International diagnostic classifications and guides
The two most widely used classification systems in psychiatry are the World Health Organization (WHO) International Classification of Diseases and Related Health Problems (ICD) and DSM.1 The ICD is one of the WHO’s Family of International Classifications (WHO-FIC).2 The ICD is usually updated every 10 years to reflect scientific advances in medicine and health sciences, enhance clinical and health system utility, and optimize public health usefulness.
The ICD has its historical roots in the International Classification of Causes of Death, which was produced by the International Statistical Institute in 1893.3 The WHO produced the Sixth Revision of the ICD (then called International Classification of Diseases, Injuries and Causes of Death) in 1948. A separate section on mental disorders was included for the first time in ICD-6; Chapter V of the current ICD focuses on mental and behavioral disorders.

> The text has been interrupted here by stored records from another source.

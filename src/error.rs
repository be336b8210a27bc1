//! Rich diagnostic error types for the concept-kg pipeline.
//!
//! Each subsystem defines its own error type with miette `#[diagnostic]` derives,
//! providing error codes and help text. Most of these never reach the user:
//! the pipeline absorbs I/O failures at the component that made the call and
//! degrades to an empty or partial result. Only configuration errors stop a run.

use miette::Diagnostic;
use thiserror::Error;

/// Top-level error type for the concept-kg pipeline.
#[derive(Debug, Error, Diagnostic)]
pub enum KgError {
    #[error(transparent)]
    #[diagnostic(transparent)]
    Fetch(#[from] FetchError),

    #[error(transparent)]
    #[diagnostic(transparent)]
    Store(#[from] StoreError),

    #[error(transparent)]
    #[diagnostic(transparent)]
    Describe(#[from] DescribeError),

    #[error(transparent)]
    #[diagnostic(transparent)]
    Config(#[from] ConfigError),

    #[error(transparent)]
    #[diagnostic(transparent)]
    Detect(#[from] DetectError),
}

// ---------------------------------------------------------------------------
// Fetch errors
// ---------------------------------------------------------------------------

#[derive(Debug, Error, Diagnostic)]
pub enum FetchError {
    #[error("request to {url} failed: {message}")]
    #[diagnostic(
        code(concept_kg::fetch::transport),
        help(
            "The relation API could not be reached. Check network access and the \
             `api_base` setting."
        )
    )]
    Transport { url: String, message: String },

    #[error("relation API answered {status} for {url}")]
    #[diagnostic(
        code(concept_kg::fetch::status),
        help("The relation API rejected the request. The concept may not exist or the API may be rate limiting.")
    )]
    Status { url: String, status: u16 },

    #[error("could not decode relation page from {url}: {message}")]
    #[diagnostic(
        code(concept_kg::fetch::decode),
        help("The response body was not a JSON document with an `edges` array.")
    )]
    Decode { url: String, message: String },
}

// ---------------------------------------------------------------------------
// Store errors
// ---------------------------------------------------------------------------

#[derive(Debug, Error, Diagnostic)]
pub enum StoreError {
    #[error("insert into {endpoint} failed: {message}")]
    #[diagnostic(
        code(concept_kg::store::insert_failed),
        help(
            "The triple store did not accept the bulk insert. Check that the store is \
             running and the repository exists. Subsequent reads may be stale."
        )
    )]
    InsertFailed { endpoint: String, message: String },

    #[error("query against {endpoint} failed: {message}")]
    #[diagnostic(
        code(concept_kg::store::query_failed),
        help("The triple store rejected or could not answer the query. It is treated as returning no data.")
    )]
    QueryFailed { endpoint: String, message: String },

    #[error("could not serialize triples: {message}")]
    #[diagnostic(
        code(concept_kg::store::serialize),
        help("A triple could not be written as N-Triples. This indicates an invalid IRI slipped past validation.")
    )]
    Serialize { message: String },

    #[error("failed to open in-memory store: {message}")]
    #[diagnostic(
        code(concept_kg::store::open),
        help("The embedded oxigraph store could not be created.")
    )]
    Open { message: String },
}

// ---------------------------------------------------------------------------
// Description errors
// ---------------------------------------------------------------------------

#[derive(Debug, Error, Diagnostic)]
pub enum DescribeError {
    #[error("\"{value}\" does not form a valid IRI under {base}")]
    #[diagnostic(
        code(concept_kg::describe::invalid_iri),
        help("Graph node and label names must be valid IRI path segments.")
    )]
    InvalidIri { base: String, value: String },

    #[error("turtle serialization failed: {message}")]
    #[diagnostic(code(concept_kg::describe::serialize))]
    Serialize { message: String },
}

// ---------------------------------------------------------------------------
// Config errors
// ---------------------------------------------------------------------------

#[derive(Debug, Error, Diagnostic)]
pub enum ConfigError {
    #[error("failed to read config file: {path}")]
    #[diagnostic(
        code(concept_kg::config::read),
        help("Check that the file exists and is readable.")
    )]
    Read {
        path: String,
        #[source]
        source: std::io::Error,
    },

    #[error("failed to parse config file {path}: {message}")]
    #[diagnostic(
        code(concept_kg::config::parse),
        help("The config file must be TOML. Unknown keys are rejected.")
    )]
    Parse { path: String, message: String },

    #[error("invalid configuration: {message}")]
    #[diagnostic(code(concept_kg::config::invalid), help("{message}"))]
    Invalid { message: String },
}

// ---------------------------------------------------------------------------
// Detection errors
// ---------------------------------------------------------------------------

#[derive(Debug, Error, Diagnostic)]
pub enum DetectError {
    #[error("failed to read labels from {path}")]
    #[diagnostic(
        code(concept_kg::detect::labels),
        help("The label file should hold one detected label per line.")
    )]
    Labels {
        path: String,
        #[source]
        source: std::io::Error,
    },
}

/// Convenience alias for functions returning concept-kg results.
pub type KgResult<T> = std::result::Result<T, KgError>;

Since its publication more than 60 years ago, DSM has become a standard reference for clinical psychiatric practice in the US. DSM-I was produced in 1952 as a national classification system for the American Psychiatric Association in conjunction with ICD-6. DSM-II was published in conjunction with ICD-8 in 1968. The lack of reliability of psychiatric diagnosis was a major concern for existing diagnostic systems. The Feighner criteria proposed criterion-based diagnosis in 1972 to enhance diagnostic reliability.4 These criteria were expanded in the Research Diagnostic Criteria, and this approach was adopted in DSM-III.5
The introduction of the notion of standardized nosology along with diagnostic criteria in 1980 with the publication of DSM-III constituted a major paradigm shift within DSM and psychiatric classification in general. The emphasis was placed on descriptive psychopathology and the use of specific diagnostic criteria for each mental disorder. The new standard significantly improved reliability of psychiatric diagnosis and enhanced communication among clinicians and other stakeholders.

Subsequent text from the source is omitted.